▶ _EXERCISE DETAILS_: If a line of the listing contains the string "population", return that line.

▶ _PROVIDED INFORMATION_:
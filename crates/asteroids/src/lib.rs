//! # Asteroids
//!
//! Simulation core for an Asteroids-style game. The physics and rendering
//! host owns the actual bodies; this crate decides what happens to them.
//!
//! Per fixed step the host hands [`Session::tick`] the contacts its collision
//! layer found and gets back [`HostCommand`]s to apply (spawn, despawn,
//! respawn, impulses). Score, lives, state changes, explosions and sound cues
//! go out to observers through the [`GameEvent`] bus.
//!
//! ```rust
//! use asteroids::{GameConfig, Session, SessionState};
//!
//! let mut config = GameConfig::default();
//! config.session.rng_seed = Some(7);
//! let mut session = Session::new(config).unwrap();
//! session.start();
//!
//! for _ in 0..120 {
//!     session.tick(&[]);
//! }
//! assert_eq!(session.state(), SessionState::Active);
//! assert_eq!(session.population().len(), 1);
//! assert!(!session.drain_host_commands().is_empty());
//! ```

#![warn(missing_docs)]
#![warn(clippy::all, clippy::pedantic, clippy::nursery)]
#![allow(clippy::module_name_repetitions, clippy::must_use_candidate)]

pub mod collision;
pub mod components;
pub mod config;
pub mod error;
pub mod events;
pub mod host;
pub mod ledger;
pub mod player;
pub mod population;
pub mod session;
pub mod spawner;

#[cfg(test)]
mod tests;

pub use collision::{CollisionResolver, ContactOutcome};
pub use components::{AsteroidState, BulletState, PlayerInput, PlayerState};
pub use config::GameConfig;
pub use error::SimError;
pub use events::{AudioCue, GameEvent, GameEventBus, GameEventKind, UiCommand};
pub use host::{Contact, HostCommand, HostOutbox};
pub use ledger::ScoreLivesLedger;
pub use player::PlayerController;
pub use population::AsteroidPopulation;
pub use session::{Session, SessionState, SessionTask};
pub use spawner::SpawnScheduler;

▶ _RESPONSE TO THIS TASK_:
//! assert_eq!(session.population().len(), 1);
pub mod population;
pub use population::AsteroidPopulation;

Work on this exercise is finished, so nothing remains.